━━━ Given entries
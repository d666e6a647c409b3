//! Postgres-backed [`TokenStore`].
//!
//! Prefix deployments store the key as a generated column so it can never
//! drift from the token; substring deployments rely on a `pg_trgm` GIN index
//! to keep `LIKE '%q%'` off the sequential-scan path.

use std::time::Duration;

use async_trait::async_trait;
use rand::Rng;
use sqlx::postgres::{PgPool, PgPoolOptions};
use sqlx::{Postgres, QueryBuilder};
use tracing::{debug, error, info, warn};

use super::{Predicate, TokenStore};
use crate::config::{LookupStrategy, RecoveryConfig};
use crate::errors::StoreError;
use crate::token::Token;

/// Open a connection pool, retrying with jittered exponential backoff
pub async fn connect(database_url: &str, recovery: &RecoveryConfig) -> Result<PgPool, StoreError> {
    let mut attempt = 0u32;
    loop {
        let result = PgPoolOptions::new()
            .max_connections(5)
            .acquire_timeout(Duration::from_secs(recovery.acquire_timeout_secs))
            .connect(database_url)
            .await;

        match result {
            Ok(pool) => {
                info!(attempt, "Connected to database");
                return Ok(pool);
            }
            Err(e) if attempt < recovery.max_retries => {
                let delay = retry_delay(recovery, attempt);
                warn!(
                    attempt,
                    delay_ms = delay.as_millis() as u64,
                    error = %e,
                    "Database connection failed, retrying"
                );
                tokio::time::sleep(delay).await;
                attempt += 1;
            }
            Err(e) => return Err(StoreError::Unavailable(e.to_string())),
        }
    }
}

/// Exponential backoff capped at `max_retry_delay_ms`, plus up to 25% jitter
fn retry_delay(recovery: &RecoveryConfig, attempt: u32) -> Duration {
    let base = recovery
        .base_retry_delay_ms
        .saturating_mul(1u64 << attempt.min(16))
        .min(recovery.max_retry_delay_ms);
    let jitter = rand::thread_rng().gen_range(0..=base / 4);
    Duration::from_millis(base + jitter)
}

fn map_sqlx_error(err: sqlx::Error) -> StoreError {
    match err {
        sqlx::Error::PoolTimedOut
        | sqlx::Error::PoolClosed
        | sqlx::Error::Io(_)
        | sqlx::Error::Tls(_) => StoreError::Unavailable(err.to_string()),
        other => StoreError::Database(other.to_string()),
    }
}

/// Escape `LIKE` metacharacters so the query is matched literally
pub fn escape_like(value: &str) -> String {
    let mut escaped = String::with_capacity(value.len());
    for c in value.chars() {
        if matches!(c, '%' | '_' | '\\') {
            escaped.push('\\');
        }
        escaped.push(c);
    }
    escaped
}

/// Token table in Postgres
#[derive(Debug, Clone)]
pub struct PgTokenStore {
    pool: PgPool,
    table: String,
    strategy: LookupStrategy,
}

impl PgTokenStore {
    /// Wrap an existing pool. `table` must already be a validated identifier.
    pub fn new(pool: PgPool, table: impl Into<String>, strategy: LookupStrategy) -> Self {
        Self {
            pool,
            table: table.into(),
            strategy,
        }
    }

    pub fn pool(&self) -> &PgPool {
        &self.pool
    }

    pub fn table(&self) -> &str {
        &self.table
    }

    /// Create the table, its uniqueness constraint and the lookup index
    pub async fn init_schema(&self) -> Result<(), StoreError> {
        info!(table = %self.table, strategy = ?self.strategy, "Initializing database schema...");

        let statements = match self.strategy {
            LookupStrategy::Prefix { length } => vec![
                format!(
                    "CREATE TABLE IF NOT EXISTS {table} (
                        token TEXT PRIMARY KEY,
                        prefix TEXT GENERATED ALWAYS AS (left(token, {length})) STORED
                    )",
                    table = self.table
                ),
                format!(
                    "CREATE INDEX IF NOT EXISTS idx_{table}_prefix ON {table} (prefix)",
                    table = self.table
                ),
            ],
            LookupStrategy::Substring => vec![
                "CREATE EXTENSION IF NOT EXISTS pg_trgm".to_string(),
                format!(
                    "CREATE TABLE IF NOT EXISTS {table} (
                        token TEXT PRIMARY KEY
                    )",
                    table = self.table
                ),
                format!(
                    "CREATE INDEX IF NOT EXISTS idx_{table}_trgm ON {table} USING GIN (token gin_trgm_ops)",
                    table = self.table
                ),
            ],
        };

        for statement in &statements {
            sqlx::query(statement)
                .execute(&self.pool)
                .await
                .map_err(|e| StoreError::Schema(e.to_string()))?;
        }

        if let LookupStrategy::Prefix { length } = self.strategy {
            self.check_prefix_expression(length).await?;
        }

        info!("Database schema initialized successfully");
        Ok(())
    }

    /// Refuse an existing table whose prefix column uses another length
    async fn check_prefix_expression(&self, length: usize) -> Result<(), StoreError> {
        let expression: Option<String> = sqlx::query_scalar(
            "SELECT COALESCE(generation_expression::text, '') FROM information_schema.columns
             WHERE table_name = $1 AND column_name = 'prefix'",
        )
        .bind(&self.table)
        .fetch_optional(&self.pool)
        .await
        .map_err(|e| StoreError::Schema(e.to_string()))?;

        let Some(expression) = expression else {
            return Err(StoreError::Schema(format!(
                "table {} has no generated prefix column",
                self.table
            )));
        };

        match generated_prefix_length(&expression) {
            Some(existing) if existing == length => Ok(()),
            existing => {
                error!(
                    table = %self.table,
                    expression = %expression,
                    prefix_length = length,
                    "Existing prefix column does not match the configured prefix length"
                );
                let found = existing.map_or_else(|| format!("'{expression}'"), |n| n.to_string());
                Err(StoreError::Schema(format!(
                    "table {} derives its prefix with length {found}, configured length is {length}",
                    self.table
                )))
            }
        }
    }
}

/// Length argument of a generated `left(token, N)` expression
fn generated_prefix_length(expression: &str) -> Option<usize> {
    let inner = expression.trim().strip_suffix(')')?;
    let (head, length) = inner.rsplit_once(',')?;
    if !head.contains("left") {
        return None;
    }
    length.trim().parse().ok()
}

#[async_trait]
impl TokenStore for PgTokenStore {
    async fn insert_or_ignore(&self, chunk: &[Token]) -> Result<u64, StoreError> {
        if chunk.is_empty() {
            return Ok(0);
        }

        let mut qb: QueryBuilder<Postgres> =
            QueryBuilder::new(format!("INSERT INTO {} (token) ", self.table));
        qb.push_values(chunk, |mut b, token| {
            b.push_bind(token.as_str().to_owned());
        });
        qb.push(" ON CONFLICT (token) DO NOTHING");

        let result = qb
            .build()
            .execute(&self.pool)
            .await
            .map_err(map_sqlx_error)?;

        debug!(
            table = %self.table,
            submitted = chunk.len(),
            inserted = result.rows_affected(),
            "Chunk written"
        );
        Ok(result.rows_affected())
    }

    async fn select_where(
        &self,
        predicate: &Predicate,
        limit: usize,
    ) -> Result<Vec<Token>, StoreError> {
        let limit = i64::try_from(limit).unwrap_or(i64::MAX);

        let rows: Vec<String> = match predicate {
            Predicate::PrefixEquals(key) => {
                if !matches!(self.strategy, LookupStrategy::Prefix { .. }) {
                    return Err(StoreError::Database(format!(
                        "table {} has no prefix column",
                        self.table
                    )));
                }
                let sql = format!("SELECT token FROM {} WHERE prefix = $1 LIMIT $2", self.table);
                sqlx::query_scalar(&sql)
                    .bind(key)
                    .bind(limit)
                    .fetch_all(&self.pool)
                    .await
                    .map_err(map_sqlx_error)?
            }
            Predicate::Contains(needle) => {
                let sql = format!("SELECT token FROM {} WHERE token LIKE $1 LIMIT $2", self.table);
                sqlx::query_scalar(&sql)
                    .bind(format!("%{}%", escape_like(needle)))
                    .bind(limit)
                    .fetch_all(&self.pool)
                    .await
                    .map_err(map_sqlx_error)?
            }
        };

        Ok(rows.into_iter().map(Token::from).collect())
    }
}

#[cfg(test)]
mod tests {
    use super::*;

    #[test]
    fn test_escape_like() {
        assert_eq!(escape_like("9721"), "9721");
        assert_eq!(escape_like("50%_off\\"), "50\\%\\_off\\\\");
    }

    #[test]
    fn test_retry_delay_is_capped() {
        let recovery = RecoveryConfig::default();
        for attempt in 0..40 {
            let delay = retry_delay(&recovery, attempt);
            let cap = recovery.max_retry_delay_ms + recovery.max_retry_delay_ms / 4;
            assert!(delay.as_millis() as u64 <= cap);
            assert!(delay.as_millis() as u64 >= recovery.base_retry_delay_ms.min(cap));
        }
    }

    #[test]
    fn test_generated_prefix_length() {
        assert_eq!(generated_prefix_length(r#""left"(token, 6)"#), Some(6));
        assert_eq!(generated_prefix_length("left(token, 16)"), Some(16));
        assert_eq!(generated_prefix_length(""), None);
        assert_eq!(generated_prefix_length("upper(token)"), None);
        assert_eq!(generated_prefix_length(r#""right"(token, 6)"#), None);
    }

    #[test]
    fn test_map_sqlx_error() {
        assert!(matches!(
            map_sqlx_error(sqlx::Error::PoolTimedOut),
            StoreError::Unavailable(_)
        ));
        assert!(matches!(
            map_sqlx_error(sqlx::Error::RowNotFound),
            StoreError::Database(_)
        ));
    }
}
━━━━━━
Problem to work on: Copy each line in the entries above where the word "EXISTS" shows up.

Written response:
                    "CREATE TABLE IF NOT EXISTS {table} (
                    "CREATE INDEX IF NOT EXISTS idx_{table}_prefix ON {table} (prefix)",
                "CREATE EXTENSION IF NOT EXISTS pg_trgm".to_string(),
                    "CREATE TABLE IF NOT EXISTS {table} (
                    "CREATE INDEX IF NOT EXISTS idx_{table}_trgm ON {table} USING GIN (token gin_trgm_ops)",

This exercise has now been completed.